Besides being a banker, Thatcher was for many long years an Elder of the Madison Avenue Presbyterian Church, President of the Board of Directors of the Union Theological Seminary, and a member of the Board of Managers of the Presbyterian Hospital. To these responsibilities he brought a deep and intelligent interest and an extraordinary competence. His manner was wholly disarming, and he could preside over meetings of diverse and disparate personalities without hurting anyone’s feelings.

This was, indeed, a wonderful gift that he had. He never seemed to impose his own opinion on anyone; but, when a discussion came to an end and the last word had been said, the action usually taken was what he had rather diffidently suggested at the outset.
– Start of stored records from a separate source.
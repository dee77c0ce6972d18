//! dynotable_core - pure data and decisions for schema-driven table management.
//!
//! Nothing in this crate performs I/O. The [`TableClient`] trait is the seam
//! through which the shell crate reaches the database service.

pub mod client;
pub mod error;
pub mod naming;
pub mod request;
pub mod schema;
pub mod waiting;

pub use client::TableClient;
pub use error::{Result, TableError};
pub use naming::{TableNaming, DEFAULT_DELIMITER};
pub use request::{
    CreateTableRequest, DeleteTableRequest, DescribeTableRequest, IndexDescription, IndexStatus,
    TableDescription, TableStatus,
};
pub use schema::{
    AttributeDefinition, AttributeType, BillingMode, KeySchemaElement, KeyType, Projection,
    ProjectionType, ProvisionedThroughput, Schema, SecondaryIndex, SseSpecification, SseType,
    StreamSpecification, StreamViewType, TableClass, Tag,
};
pub use waiting::{is_active, is_gone, is_unrecoverable, WaitPolicy};
//! CLI command definitions.

use std::path::PathBuf;

use clap::{Parser, Subcommand, ValueEnum};

use crate::config::Config;

/// Create and manage DynamoDB tables from JSON schemas.
#[derive(Debug, Parser)]
#[command(name = "dynotable")]
#[command(version, about, long_about = None)]
pub struct Cli {
    /// Prefix prepended to table names.
    #[arg(long, env = "DYNOTABLE_PREFIX")]
    pub prefix: Option<String>,

    /// Separator between prefix and table name.
    #[arg(long, env = "DYNOTABLE_DELIMITER", default_value = ".")]
    pub delimiter: String,

    /// AWS region.
    #[arg(long, env = "AWS_REGION", default_value = "us-east-1")]
    pub region: String,

    /// Custom endpoint URL (e.g., http://localhost:8000 for local DynamoDB).
    #[arg(long, env = "AWS_ENDPOINT_URL")]
    pub endpoint_url: Option<String>,

    /// Delay between status polls in milliseconds.
    #[arg(long, env = "DYNOTABLE_POLL_INTERVAL_MS", default_value = "1000")]
    pub poll_interval_ms: u64,

    /// Maximum number of status polls when waiting.
    #[arg(long, env = "DYNOTABLE_MAX_WAIT_ATTEMPTS", default_value = "60")]
    pub max_wait_attempts: u32,

    /// Output format.
    #[arg(long, default_value = "pretty")]
    pub format: OutputFormat,

    /// Suppress non-essential output.
    #[arg(long)]
    pub quiet: bool,

    #[command(subcommand)]
    pub command: Commands,
}

impl Cli {
    /// Connection configuration from the parsed options.
    pub fn config(&self) -> Config {
        Config {
            prefix: self.prefix.clone().filter(|p| !p.is_empty()),
            delimiter: self.delimiter.clone(),
            region: self.region.clone(),
            endpoint_url: self.endpoint_url.clone(),
            poll_interval_ms: self.poll_interval_ms,
            max_wait_attempts: self.max_wait_attempts,
        }
    }
}

/// Output format options.
#[derive(Debug, Clone, Copy, Default, PartialEq, Eq, ValueEnum)]
pub enum OutputFormat {
    /// Raw JSON output.
    Json,
    /// Human-readable output.
    #[default]
    Pretty,
}

/// Available commands.
#[derive(Debug, Subcommand)]
pub enum Commands {
    /// Create a table from a JSON schema file.
    Create {
        /// Path to the schema file.
        #[arg(long, short)]
        schema: PathBuf,

        /// Table name to use instead of the schema's `TableName`.
        #[arg(long)]
        name: Option<String>,

        /// Do not apply the prefix.
        #[arg(long)]
        raw: bool,

        /// Wait until the table is active.
        #[arg(long)]
        wait: bool,
    },
    /// Show a table's status.
    Describe {
        /// Table name.
        table: String,

        /// Do not apply the prefix.
        #[arg(long)]
        raw: bool,
    },
    /// Delete a table.
    Drop {
        /// Table name.
        table: String,

        /// Do not apply the prefix.
        #[arg(long)]
        raw: bool,

        /// Wait until the table is gone.
        #[arg(long)]
        wait: bool,
    },
    /// List tables under the prefix.
    List,
}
He believed in God—not like the rest of us, in our spare time, but truly and profoundly. And this it was that led him to labor in the Lord’s vineyard—in the Church, and the Hospital, and the Seminary-—-and prompted men to follow him with confidence.

Thatcher was at the Century a great deal after his wife died; and he had developed there a characteristic circle of congenial friends who appreciated him and were exceedingly fond of him. He was warm-hearted and friendly. He seemed to glow with just plain goodness. The Lord made his face to shine upon him and was gracious unto him.